We know this is false. It doesn't take much introspection to realize this. The trouble comes in how we react to this realization. It sends us reeling by further convincing us of our futility.
Gladwell makes a good point, bringing up the importance of close association in the process of screwing up our resolve. This comes out of our strong, innate instinct for altruism; as much as we care to minimize it or explain it away. Most often, when something threatens someone we love we find reserves of strength and purpose and we don't hesitate waiting for a favorable verdict, a known surplus of available optimism, before jumping into action.

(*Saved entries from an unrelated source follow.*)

use rmcp::{
    RoleClient,
    model::{CallToolRequestParam, Implementation, InitializeResult},
    service::{DynService, RunningService},
};
use serde::{Deserialize, Serialize};
use serde_json::{Map, Value};
use tokio::sync::Mutex;

use super::{McpError, McpServerConfig, McpToolInfo, ToolsCache};

/// Connection state of an [`McpSession`].
#[derive(Debug, Clone, Copy, PartialEq, Eq, Serialize, Deserialize)]
#[serde(rename_all = "snake_case")]
pub enum SessionState {
    Disconnected,
    Connecting,
    Connected,
    Closing,
    Closed,
}

type ClientService = RunningService<RoleClient, Box<dyn DynService<RoleClient>>>;

struct SessionInner {
    state: SessionState,
    service: Option<ClientService>,
    initialize_result: Option<InitializeResult>,
    cache: ToolsCache,
}

/// A long-lived session to one MCP server.
///
/// All operations take `&self`; the session serializes connect, request and
/// cleanup through one internal mutex, so connects can never interleave with
/// teardown.
pub struct McpSession {
    config: McpServerConfig,
    client_impl: Implementation,
    inner: Mutex<SessionInner>,
}

impl McpSession {
    pub fn new(config: McpServerConfig) -> Self {
        Self::with_client_impl(
            config,
            Implementation {
                name: env!("CARGO_PKG_NAME").to_string(),
                version: env!("CARGO_PKG_VERSION").to_string(),
                ..Default::default()
            },
        )
    }

    pub fn with_client_impl(config: McpServerConfig, client_impl: Implementation) -> Self {
        Self {
            config,
            client_impl,
            inner: Mutex::new(SessionInner {
                state: SessionState::Disconnected,
                service: None,
                initialize_result: None,
                cache: ToolsCache::default(),
            }),
        }
    }

    pub fn name(&self) -> &str {
        &self.config.name
    }

    pub fn config(&self) -> &McpServerConfig {
        &self.config
    }

    pub async fn state(&self) -> SessionState {
        self.inner.lock().await.state
    }

    /// The server's initialize handshake result, when connected.
    pub async fn initialize_result(&self) -> Option<InitializeResult> {
        self.inner.lock().await.initialize_result.clone()
    }

    /// Connect to the server. Already-connected sessions are left untouched.
    ///
    /// On any failure during transport setup or handshake, a full teardown
    /// runs before the error propagates.
    pub async fn connect(&self) -> Result<(), McpError> {
        let mut inner = self.inner.lock().await;
        if inner.state == SessionState::Connected {
            return Ok(());
        }
        inner.state = SessionState::Connecting;

        match self
            .config
            .transport
            .start(&self.config.name, &self.client_impl)
            .await
        {
            Ok(service) => {
                inner.initialize_result = service.peer_info().cloned();
                inner.service = Some(service);
                inner.state = SessionState::Connected;
                Ok(())
            }
            Err(e) => {
                log::error!("error initializing MCP server `{}`: {e}", self.config.name);
                Self::teardown(&mut inner).await;
                Err(e)
            }
        }
    }

    /// Connect unless already connected; used by callers that connect lazily.
    pub async fn ensure_connected(&self) -> Result<(), McpError> {
        self.connect().await
    }

    /// Tear the session down. Safe to call in any state.
    pub async fn cleanup(&self) {
        let mut inner = self.inner.lock().await;
        inner.state = SessionState::Closing;
        Self::teardown(&mut inner).await;
    }

    async fn teardown(inner: &mut SessionInner) {
        if let Some(service) = inner.service.take()
            && let Err(e) = service.cancel().await
        {
            log::warn!("error cleaning up MCP session: {e}");
        }
        inner.initialize_result = None;
        inner.state = SessionState::Closed;
    }

    /// List the tools available on the server.
    ///
    /// Serves the cached listing when `cache_tools` is set and the cache is
    /// clean; otherwise fetches from the server, caches the result and clears
    /// the dirty flag.
    pub async fn list_tools(&self) -> Result<Vec<McpToolInfo>, McpError> {
        let mut inner = self.inner.lock().await;
        let name = self.config.name.clone();
        let peer = {
            let Some(service) = inner.service.as_ref() else {
                return Err(McpError::NotConnected(name));
            };
            service.peer().clone()
        };

        if let Some(cached) = inner.cache.cached(self.config.cache_tools) {
            return Ok(cached);
        }

        let tools = peer
            .list_all_tools()
            .await
            .map_err(|e| McpError::Request {
                name,
                detail: e.to_string(),
            })?
            .into_iter()
            .map(McpToolInfo::from)
            .collect::<Vec<_>>();

        inner.cache.store(tools.clone());
        Ok(tools)
    }

    /// Mark the cached tool listing stale; the next
    /// [`McpSession::list_tools`] call round-trips to the server.
    pub async fn invalidate_tools_cache(&self) {
        self.inner.lock().await.cache.invalidate();
    }

    /// Invoke a tool on the server and return its result payload.
    pub async fn call_tool(
        &self,
        name: &str,
        arguments: Map<String, Value>,
    ) -> Result<Value, McpError> {
        let inner = self.inner.lock().await;
        let server = self.config.name.clone();
        let Some(service) = inner.service.as_ref() else {
            return Err(McpError::NotConnected(server));
        };
        let peer = service.peer().clone();
        drop(inner);

        let result = peer
            .call_tool(CallToolRequestParam {
                name: name.to_string().into(),
                arguments: Some(arguments),
            })
            .await
            .map_err(|e| McpError::Request {
                name: server,
                detail: e.to_string(),
            })?;
        Ok(serde_json::to_value(&result)?)
    }

    /// Enter a scope that is connected on entry and expects
    /// [`McpSessionScope::close`] on exit.
    pub async fn enter(&self) -> Result<McpSessionScope<'_>, McpError> {
        self.connect().await?;
        Ok(McpSessionScope {
            session: self,
            closed: false,
        })
    }
}

/// Scoped handle over a connected [`McpSession`].
///
/// Call [`McpSessionScope::close`] when done; a scope dropped without closing
/// leaves the session connected and logs a warning.
pub struct McpSessionScope<'a> {
    session: &'a McpSession,
    closed: bool,
}

impl McpSessionScope<'_> {
    pub async fn close(mut self) {
        self.closed = true;
        self.session.cleanup().await;
    }
}

impl std::ops::Deref for McpSessionScope<'_> {
    type Target = McpSession;

    fn deref(&self) -> &McpSession {
        self.session
    }
}

impl Drop for McpSessionScope<'_> {
    fn drop(&mut self) {
        if !self.closed {
            log::warn!(
                "MCP session scope for `{}` dropped without close(); session left connected",
                self.session.name()
            );
        }
    }
}

#[cfg(test)]
mod tests {
    use super::*;
    use crate::mcp::McpTransport;

    fn stdio_config(command: &str) -> McpServerConfig {
        McpServerConfig {
            name: "test".to_string(),
            cache_tools: false,
            transport: McpTransport::Stdio {
                command: command.to_string(),
                args: vec![],
                env: Default::default(),
                cwd: None,
            },
        }
    }

    #[tokio::test]
    async fn starts_disconnected() {
        let session = McpSession::new(stdio_config("mcp-files"));
        assert_eq!(session.state().await, SessionState::Disconnected);
        assert!(session.initialize_result().await.is_none());
    }

    #[tokio::test]
    async fn operations_require_a_connection() {
        let session = McpSession::new(stdio_config("mcp-files"));
        assert!(matches!(
            session.list_tools().await,
            Err(McpError::NotConnected(_))
        ));
        assert!(matches!(
            session.call_tool("search", Map::new()).await,
            Err(McpError::NotConnected(_))
        ));
    }

    #[tokio::test]
    async fn failed_connect_tears_down() {
        let session = McpSession::new(stdio_config("definitely-not-a-real-command-7f3a"));
        let err = session.connect().await.expect_err("command should not exist");
        assert!(matches!(err, McpError::Transport { .. }));
        assert_eq!(session.state().await, SessionState::Closed);
    }

    #[tokio::test]
    async fn cleanup_is_safe_when_disconnected() {
        let session = McpSession::new(stdio_config("mcp-files"));
        session.cleanup().await;
        assert_eq!(session.state().await, SessionState::Closed);
    }
}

He loses me when he tries to tie this into the benefits of hierarchy. Hierarchy has taken advantage of resolve – look at boot camp or the cooking up of a Grave National Emergency to justify aggression. Trying to tie our resolve to such manipulations only sets off our resistance to futility yet again.
While loss of resolve leaves us living in futility, looking past the scales that blind us to its causes and effects releases reserves of resolve we had no idea we possessed. Learning to avoid the traps of futility imposed either through narrow self-interest or simply out of reactionary fear, lets us gain confidence in our abilities to maintain focus. Not the tunnel-vision of panic we so often mistake for focus, but a clear open gaze ready to take in what is all around us. Just as the vicious cycles of futility and wishing for ease feed themselves and make us weaker, the virtuous cycles of clarity and growing resolve release our capacities from their constrained and diminished states.
This isn't another way of couching a message within an optimistic angle. This can only occur when we leave that crutch behind. When it's time to "sink or swim" there's no room for optimism or pessimism, wishing is a mere distraction. Hope, what I've called a Shoal Hope, is the awareness that at such times all we can do is rely on reserves that lie beyond cajoling or berating.